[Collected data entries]
· · · · · · ·
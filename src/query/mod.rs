//! Query-string state.
//!
//! The [`QueryParamStore`] is the single source of truth for a table's
//! refinement params. The codec, dispatcher and scheduler are the pieces it
//! is built from.

pub mod codec;
pub mod dispatcher;
pub mod options;
pub mod scheduler;
pub mod store;

// Re-export for convenience
pub use codec::QueryMap;
pub use dispatcher::{Dispatcher, Listener, SubscriptionId};
pub use options::{QueryOptions, Transform, Transforms, DEFAULT_PAGE_KEY};
pub use scheduler::{MicrotaskQueue, Scheduler, Task};
pub use store::{QueryContext, QueryParamStore, WeakQueryParamStore};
· · · · · · ·
■ **Directions for this task**
Go line by line through the records above and copy each one containing "options".

■ **Finished task**
pub mod options;
pub use options::{QueryOptions, Transform, Transforms, DEFAULT_PAGE_KEY};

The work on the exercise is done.